By Hannah Morrissey; reviewed by Jeannette Hartman
Hannah Morrissey always delivers suspenseful, twisty, high-stakes mysteries.
Her atmospheric stories are set in Black Harbor, a decaying Wisconsin town lashed by the angry waters of Lake Michigan.
“If the world itself is a dangerous place, Black Harbor is its core, a stagnant cesspool where bad people come in and never leave . . . a hardscrabble city that’s eroding more and more by the minute and where a bullet with your name on it might be right around the corner.”
Morrissey takes a special interest in families, whether it’s Hazel Greenlee’s souring marriage in HELLO, TRANSCRIBER or the wealthy and corrupt Reynolds family in THE WIDOWMAKER.
In this book, homicide detective Axel Winthorp and his wife medical examiner Rowan are regularly called out to crime scenes leaving their daughter Chloe too much on her own.
The Winthorps are watching her star in her high school’s performance of “Beetlejuice,” when they get yet another call out to a murder.
Back stage, Rowan has to tell Chloe they must leave. Mascara-blackened tears stream down Chloe’s cheeks as Rowan hands her the bouquet of black roses they had planned to give her at the end of the show.
“You’ll love me more when I’m dead,” Chloe accuses her.
The words hit even deeper when Rowan discovers the newest victim is Madison Caldwell, Chloe’s best friend since kindergarten.
Rowan was supposed to text her next-door neighbor Dr. Marne Lucas to ask her to take Chloe home after the play. But the text snags and is never delivered. Chloe heads home alone.
Her bouquet of black roses is found on the path, but Chloe has vanished.
Over the months since Chloe got the role of the goth girl Lydia Deetz, Axel and Rowan watched with concern as she has become withdrawn and sullen. She dyes her hair black and replaces her earrings with safety pins.
She tells her parents that it’s method acting.
What they haven’t noticed is that Madison has stopped being a friend. She and Sari Simons, new to the school, tease Chloe about her relationship with drama teacher, Mark Cutler, 51. Crude drawings labeled “Chloe the Hoe-y” or “Chloe Gets Extra Credit” on a photo of a a female figure sitting on a male figure’s lap have been pushed into Chloe’s locker.
Questioned by Axel, Sari believes Chloe killed Madison and that she (Sari) may be next. Within days, Sari is found dead in a faux haunted house open to the public.
Could Chloe have killed Madison and Sari? Could she have had help from Madison’s boyfriend Reeves Singh? Singh admits to police that he and Madison argued often. Rowan thinks Chloe is too small to have overpowered Madison. But with Reeves’ help?
Then, there’s Libby Lucas, Marne’s daughter next door. Libby is a misfit with an invasive stare that makes people uneasy. She and Chloe have never been friendly even though their bedroom windows are separated only by a spreading tree.

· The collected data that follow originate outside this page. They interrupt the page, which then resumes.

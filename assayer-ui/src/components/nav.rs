//! Navigation Component
//!
//! Header navigation bar with logo, links and the operator name.

use leptos::*;
use leptos_router::*;

use crate::routes;
use crate::state::GlobalState;

/// Navigation header component
#[component]
pub fn Nav() -> impl IntoView {
    let state = expect_context::<GlobalState>();
    let operator = state.operator;

    view! {
        <nav class="bg-white border-b border-gray-200">
            <div class="container mx-auto px-4">
                <div class="flex items-center justify-between h-16">
                    // Logo and brand
                    <A href=routes::MAIN_MENU class="flex items-center space-x-3">
                        <span class="text-2xl">"💍"</span>
                        <span class="text-xl font-bold text-gray-900">"Assayer"</span>
                    </A>

                    // Navigation links
                    <div class="flex items-center space-x-1">
                        <NavLink href=routes::METAL_CALCULATE label="Calculate" />
                        <NavLink href=routes::UPLOAD_ITEMS label="Upload" />
                        <NavLink href=routes::ITEM_LIST label="Items" />
                        <NavLink href=routes::CSV_EDITOR label="CSV Editor" />
                        {move || match operator.get() {
                            Some(name) => view! {
                                <span class="px-4 py-2 text-sm text-gray-500">{name}</span>
                            }.into_view(),
                            None => view! { <NavLink href=routes::LOGIN label="Login" /> }.into_view(),
                        }}
                    </div>
                </div>
            </div>
        </nav>
    }
}

/// Individual navigation link
#[component]
fn NavLink(
    href: &'static str,
    label: &'static str,
) -> impl IntoView {
    view! {
        <A
            href=href
            class="px-4 py-2 rounded-lg text-gray-600 hover:text-gray-900 hover:bg-gray-100 transition-colors"
            active_class="bg-gray-100 text-gray-900"
        >
            {label}
        </A>
    }
}
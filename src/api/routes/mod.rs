//! API Routes
//!
//! Route handlers organized by functionality, plus the upload and CSV
//! download helpers they share.

pub mod editor;
pub mod health;
pub mod items;
pub mod valuation;

use std::collections::HashMap;

use axum::{
    extract::Multipart,
    http::{header, StatusCode},
    response::{IntoResponse, Response},
};

use crate::api::error::{ApiError, ApiResult};
use crate::table::Table;

/// Files of a multipart form, keyed by field name
pub struct UploadedFiles {
    files: HashMap<String, Vec<u8>>,
}

impl UploadedFiles {
    /// Drain a multipart body into memory
    pub async fn read(mut multipart: Multipart) -> ApiResult<Self> {
        let mut files = HashMap::new();

        while let Some(field) = multipart
            .next_field()
            .await
            .map_err(|e| ApiError::Validation(format!("Invalid multipart body: {}", e)))?
        {
            let Some(name) = field.name().map(str::to_string) else {
                continue;
            };
            let bytes = field
                .bytes()
                .await
                .map_err(|e| ApiError::Validation(format!("Failed to read {}: {}", name, e)))?;
            files.insert(name, bytes.to_vec());
        }

        Ok(Self { files })
    }

    pub fn has(&self, name: &str) -> bool {
        self.files.contains_key(name)
    }

    /// Parse an uploaded CSV sheet
    pub fn table(&self, name: &str) -> ApiResult<Table> {
        let bytes = self
            .files
            .get(name)
            .ok_or_else(|| ApiError::Validation(format!("{} is required", name)))?;
        Ok(Table::from_csv_bytes(bytes)?)
    }
}

/// A BOM-prefixed CSV download
pub fn csv_attachment(table: &Table, filename: &str) -> ApiResult<Response> {
    let body = table.to_csv_bytes(true)?;

    Ok((
        StatusCode::OK,
        [
            (header::CONTENT_TYPE, "text/csv; charset=utf-8".to_string()),
            (
                header::CONTENT_DISPOSITION,
                format!("attachment; filename=\"{}\"", filename),
            ),
        ],
        body,
    )
        .into_response())
}
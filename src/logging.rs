//! Logging setup shared by the binaries.

use tracing_subscriber::{layer::SubscriberExt, util::SubscriberInitExt, EnvFilter};

use crate::config::LoggingConfig;

/// Install the global tracing subscriber.
///
/// `RUST_LOG` wins over the configured level. `format = "json"` switches
/// to one JSON object per line.
pub fn init(config: &LoggingConfig) {
    let filter = EnvFilter::try_from_default_env().unwrap_or_else(|_| {
        EnvFilter::new(format!(
            "assayer={level},tower_http={level}",
            level = config.level
        ))
    });

    let registry = tracing_subscriber::registry().with(filter);

    let result = if config.format.eq_ignore_ascii_case("json") {
        registry.with(tracing_subscriber::fmt::layer().json()).try_init()
    } else {
        registry.with(tracing_subscriber::fmt::layer()).try_init()
    };

    if let Err(e) = result {
        eprintln!("Logging already initialized: {}", e);
    }
}
//! Main Menu Page
//!
//! Entry point linking to every workflow.

use leptos::*;
use leptos_router::*;

use crate::routes;
use crate::state::GlobalState;

/// Main menu page component
#[component]
pub fn MainMenu() -> impl IntoView {
    let state = expect_context::<GlobalState>();
    let operator = state.operator;

    view! {
        <div class="space-y-8">
            // Header
            <div>
                <h1 class="text-3xl font-bold">"Main Menu"</h1>
                <p class="text-gray-500 mt-1">
                    {move || match operator.get() {
                        Some(name) => format!("Signed in as {}", name),
                        None => "Choose a task to get started".to_string(),
                    }}
                </p>
            </div>

            <div class="grid md:grid-cols-2 gap-4">
                <MenuCard
                    href=routes::METAL_CALCULATE
                    title="Metal Calculation"
                    description="Value an item sheet against a metal price list"
                />
                <MenuCard
                    href=routes::UPLOAD_ITEMS
                    title="Upload Items"
                    description="Import an item sheet into the catalogue"
                />
                <MenuCard
                    href=routes::ITEM_LIST
                    title="Item List"
                    description="Browse uploaded items"
                />
                <MenuCard
                    href=routes::CSV_EDITOR
                    title="CSV Editor"
                    description="Edit a sheet in the browser and download it"
                />
            </div>
        </div>
    }
}

#[component]
fn MenuCard(
    href: &'static str,
    title: &'static str,
    description: &'static str,
) -> impl IntoView {
    view! {
        <A href=href class="block bg-white rounded-xl p-6 shadow hover:shadow-md transition-shadow">
            <h2 class="text-xl font-semibold mb-2">{title}</h2>
            <p class="text-gray-500 text-sm">{description}</p>
        </A>
    }
}
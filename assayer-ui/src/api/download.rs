//! Browser downloads

use wasm_bindgen::JsCast;

/// Offer bytes to the user as a file download
pub fn download_bytes(bytes: &[u8], filename: &str) -> Result<(), String> {
    let window = web_sys::window().ok_or("No window")?;
    let document = window.document().ok_or("No document")?;

    let array = js_sys::Uint8Array::from(bytes);
    let blob = web_sys::Blob::new_with_u8_array_sequence(&js_sys::Array::of1(&array))
        .map_err(|_| "Failed to create download".to_string())?;
    let url = web_sys::Url::create_object_url_with_blob(&blob)
        .map_err(|_| "Failed to create download URL".to_string())?;

    let anchor = document
        .create_element("a")
        .map_err(|_| "Failed to create link".to_string())?
        .dyn_into::<web_sys::HtmlAnchorElement>()
        .map_err(|_| "Failed to create link".to_string())?;
    anchor.set_href(&url);
    anchor.set_download(filename);
    anchor.click();

    let _ = web_sys::Url::revoke_object_url(&url);
    Ok(())
}
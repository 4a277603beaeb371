//! State Management
//!
//! Global application state shared through Leptos context.

pub mod global;

pub use global::{provide_global_state, GlobalState};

Could Chloe be a killer? Is she dead? Did Cutler, the drama teacher, have an unsavory effect on her? Was her change in appearance and attitude really method acting or was something else going on that Rowan and Axel had been too busy to observe?
This is a tight and suspenseful mystery with an almost unexpected ending. Axel, Rowan and Chloe Winthorp are much more middle class and settled in the community than the characters of Morrissey’s first two books. One of the tensions of earlier books is marginal lives of some of the main characters. Here, the Winthorps seem to have the ability to leave Black Harbor except for emotional and psychological ties and barriers.
This book is less satisfying than earlier ones, but still a good read.
The Author: Hannah Morrissey
WHEN I’M DEAD is the third book in Hannah Morrissey‘s Black Harbor series, which also includes HELLO, TRANSCRIBER and THE WIDOWMAKER.
Her books, featuring the bone-chilling winters of Wisconsin and the Lake Michigan-pounded fictional community of Black Harbor, have generated a sub-genre of Midwestern Noir.
She worked as a bookseller and a copywriter before taking a job transcribing reports for the local police department. Each began with the words, “Hello, Transcriber,” and each told a dark story.
Hannah majored in English with an emphasis on creative writing at the University of Wisconsin, Madison. She grew up in northern Wisconsin and now lives near Milwaukee with her husband and three pugs.